• **ABOUT THIS TASK**
Reproduce only the stretch of entries below that begins at the first line and ends at the line holding "use crate::backend::routes::router::create_router;".

───── SUPPLIED RECORDS ─────

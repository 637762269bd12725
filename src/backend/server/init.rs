/**
 * Server Initialization
 *
 * This module handles the initialization and setup of the Axum HTTP server,
 * including store selection, upload directory creation and route
 * configuration.
 *
 * # Initialization Process
 *
 * 1. Make sure the upload directory exists
 * 2. Connect to Postgres if `DATABASE_URL` is set, else use memory
 * 3. Choose the mailer (SMTP or log-only)
 * 4. Create and configure the router
 */

use axum::Router;

use crate::backend::routes::router::create_router;
use crate::backend::server::config::{build_mailer, load_database};
use crate::backend::server::state::AppState;
use crate::shared::AppConfig;

/// Create and configure the Axum application
///
/// Startup is resilient: a missing database or mail server is logged and the
/// server continues with the in-memory store or log-only mailer.
pub async fn create_app(config: AppConfig) -> Router<()> {
    tracing::info!("Initializing staging backend server");

    if let Err(e) = tokio::fs::create_dir_all(&config.upload_dir).await {
        tracing::error!("Failed to create upload directory {}: {}", config.upload_dir.display(), e);
    }

    let mailer = build_mailer(&config);
    let app_state = match load_database(&config).await {
        Some(store) => AppState::with_postgres(config, store),
        None => AppState::in_memory(config),
    }
    .with_mailer(mailer);

    let app = create_router(app_state);
    tracing::info!("Router configured");
    app
}
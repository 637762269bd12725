/**
 * Authentication Handler Types
 *
 * Request and response bodies for the `/api/users` endpoints. Request fields
 * are optional at the serde level so missing fields produce the endpoint's
 * own 400 message instead of a generic deserialization rejection.
 */

use serde::{Deserialize, Serialize};

use crate::backend::auth::users::{SortOrder, UserResponse, UserSort};
use crate::shared::{PageQuery, Pagination};

#[derive(Deserialize, Debug, Default)]
#[serde(rename_all = "camelCase")]
pub struct RegisterRequest {
    pub full_name: Option<String>,
    pub email: Option<String>,
    pub password: Option<String>,
    pub mobile: Option<String>,
}

#[derive(Deserialize, Debug, Default)]
pub struct LoginRequest {
    pub email: Option<String>,
    pub password: Option<String>,
}

#[derive(Deserialize, Debug, Default)]
#[serde(rename_all = "camelCase")]
pub struct GoogleSignInRequest {
    #[serde(alias = "token")]
    pub id_token: Option<String>,
}

#[derive(Deserialize, Debug, Default)]
pub struct ForgotPasswordRequest {
    pub email: Option<String>,
}

#[derive(Deserialize, Debug, Default)]
#[serde(rename_all = "camelCase")]
pub struct RefreshRequest {
    pub refresh_token: Option<String>,
}

#[derive(Deserialize, Debug, Default)]
#[serde(rename_all = "camelCase")]
pub struct UpdateProfileRequest {
    pub full_name: Option<String>,
    pub email: Option<String>,
    pub mobile: Option<String>,
    pub profile_img: Option<String>,
    /// Present only to be rejected
    pub password: Option<serde_json::Value>,
}

/// `?page=&limit=&search=&sortBy=&sortOrder=`
#[derive(Deserialize, Debug, Default)]
#[serde(rename_all = "camelCase")]
pub struct UserListParams {
    pub page: Option<u64>,
    pub limit: Option<u64>,
    pub search: Option<String>,
    pub sort_by: Option<UserSort>,
    pub sort_order: Option<SortOrder>,
}

impl UserListParams {
    pub fn page_query(&self) -> PageQuery {
        PageQuery {
            page: self.page,
            limit: self.limit,
            search: self.search.clone(),
        }
    }
}

#[derive(Deserialize, Debug, Default)]
#[serde(rename_all = "camelCase")]
pub struct BulkDeleteRequest {
    #[serde(default, alias = "userIds")]
    pub ids: Vec<String>,
}

#[derive(Serialize, Debug)]
#[serde(rename_all = "camelCase")]
pub struct AuthResponse {
    pub access_token: String,
    pub refresh_token: String,
    pub user: UserResponse,
}

#[derive(Serialize, Debug)]
#[serde(rename_all = "camelCase")]
pub struct RefreshResponse {
    pub access_token: String,
}

#[derive(Serialize, Debug)]
pub struct UsersPage {
    pub users: Vec<UserResponse>,
    pub pagination: Pagination,
}

#[derive(Serialize, Debug)]
#[serde(rename_all = "camelCase")]
pub struct BulkDeleteResponse {
    pub deleted_count: u64,
}
//! JSON response envelope
//!
//! Every successful response (and every "benign" failure) is wrapped as
//! `{ "statusCode": 200, "status": 1, "message": "...", "data": ... }`.
//! `status` is `1` for success and `0` for a handled failure that is still
//! reported with HTTP 200, such as looking up an account that does not exist.

use serde::{Deserialize, Serialize};

/// Response envelope
#[derive(Debug, Clone, Serialize, Deserialize, PartialEq)]
#[serde(rename_all = "camelCase")]
pub struct ApiResponse<T> {
    /// HTTP status code, repeated in the body
    pub status_code: u16,
    /// 1 on success, 0 on a benign failure
    pub status: u8,
    pub message: String,
    #[serde(default, skip_serializing_if = "Option::is_none")]
    pub data: Option<T>,
}

impl<T> ApiResponse<T> {
    /// 200 with data
    pub fn success(message: impl Into<String>, data: T) -> Self {
        Self {
            status_code: 200,
            status: 1,
            message: message.into(),
            data: Some(data),
        }
    }

    /// 201 with data
    pub fn created(message: impl Into<String>, data: T) -> Self {
        Self {
            status_code: 201,
            ..Self::success(message, data)
        }
    }

    /// 200 without data
    pub fn message(message: impl Into<String>) -> Self {
        Self {
            status_code: 200,
            status: 1,
            message: message.into(),
            data: None,
        }
    }

    /// 200 with `status: 0`
    pub fn failure(message: impl Into<String>) -> Self {
        Self {
            status_code: 200,
            status: 0,
            message: message.into(),
            data: None,
        }
    }

    pub fn is_success(&self) -> bool {
        self.status == 1
    }
}
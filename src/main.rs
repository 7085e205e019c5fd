use std::fs::{self, File};
use std::io;
use std::panic;
use std::path::{Path, PathBuf};

use clap::Parser;
use grid_snake::clock::FrameClock;
use grid_snake::config::GAME_TITLE;
use grid_snake::error::AppError;
use grid_snake::game::GameState;
use grid_snake::runtime;
use grid_snake::settings::{Overrides, Settings, default_log_path};
use grid_snake::terminal_runtime::{RawModeGuard, TerminalInput, TerminalSurface, restore_terminal};
use log::{LevelFilter, info};
use ratatui::Terminal;
use ratatui::backend::CrosstermBackend;
use simplelog::{Config, WriteLogger};

#[derive(Debug, Parser)]
#[command(version, about = "Snake on a wrap-around grid")]
struct Cli {
    /// Grid width in cells.
    #[arg(long)]
    width: Option<u16>,

    /// Grid height in cells.
    #[arg(long)]
    height: Option<u16>,

    /// Game speed in ticks per second.
    #[arg(long)]
    speed: Option<u32>,

    /// Seed for a reproducible session.
    #[arg(long)]
    seed: Option<u64>,

    /// JSON settings file.
    #[arg(long)]
    config: Option<PathBuf>,

    /// Where to write the log.
    #[arg(long = "log-file")]
    log_file: Option<PathBuf>,

    /// Also log food placement and feeding.
    #[arg(short, long)]
    verbose: bool,
}

fn main() -> Result<(), AppError> {
    let cli = Cli::parse();

    let settings = Settings::resolve(
        cli.config.as_deref(),
        Overrides {
            grid_width: cli.width,
            grid_height: cli.height,
            ticks_per_second: cli.speed,
            seed: cli.seed,
        },
    )?;

    let level = if cli.verbose {
        LevelFilter::Debug
    } else {
        LevelFilter::Info
    };
    init_logger(&cli.log_file.unwrap_or_else(default_log_path), level)?;
    install_panic_hook();

    run(&settings)
}

fn run(settings: &Settings) -> Result<(), AppError> {
    let grid = settings.grid();
    info!(
        "starting {}x{} session at {} ticks/s (seed {:?})",
        grid.width, grid.height, settings.ticks_per_second, settings.seed
    );

    let mut state = match settings.seed {
        Some(seed) => GameState::new_with_seed(grid, seed),
        None => GameState::new(grid),
    };

    let _raw_mode = RawModeGuard::enter(GAME_TITLE)?;
    let terminal = Terminal::new(CrosstermBackend::new(io::stdout()))?;
    let mut surface = TerminalSurface::new(terminal, grid, settings.palette.border);
    let mut input = TerminalInput;
    let mut clock = FrameClock::new(settings.ticks_per_second);

    runtime::run(
        &mut state,
        &settings.palette,
        &mut surface,
        &mut input,
        &mut clock,
    )?;

    Ok(())
}

fn init_logger(path: &Path, level: LevelFilter) -> Result<(), AppError> {
    if let Some(parent) = path.parent() {
        fs::create_dir_all(parent)?;
    }

    WriteLogger::init(level, Config::default(), File::create(path)?)?;
    Ok(())
}

fn install_panic_hook() {
    let default_hook = panic::take_hook();

    panic::set_hook(Box::new(move |panic_info| {
        let _ = restore_terminal();
        default_hook(panic_info);
    }));
}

─────

• **SOLUTION FOR THIS TASK**
repository 637762269bd12725
filename src/backend/server/init.rs
/**
 * Server Initialization
 *
 * This module handles the initialization and setup of the Axum HTTP server,
 * including store selection, upload directory creation and route
 * configuration.
 *
 * # Initialization Process
 *
 * 1. Make sure the upload directory exists
 * 2. Connect to Postgres if `DATABASE_URL` is set, else use memory
 * 3. Choose the mailer (SMTP or log-only)
 * 4. Create and configure the router
 */

use axum::Router;

use crate::backend::routes::router::create_router;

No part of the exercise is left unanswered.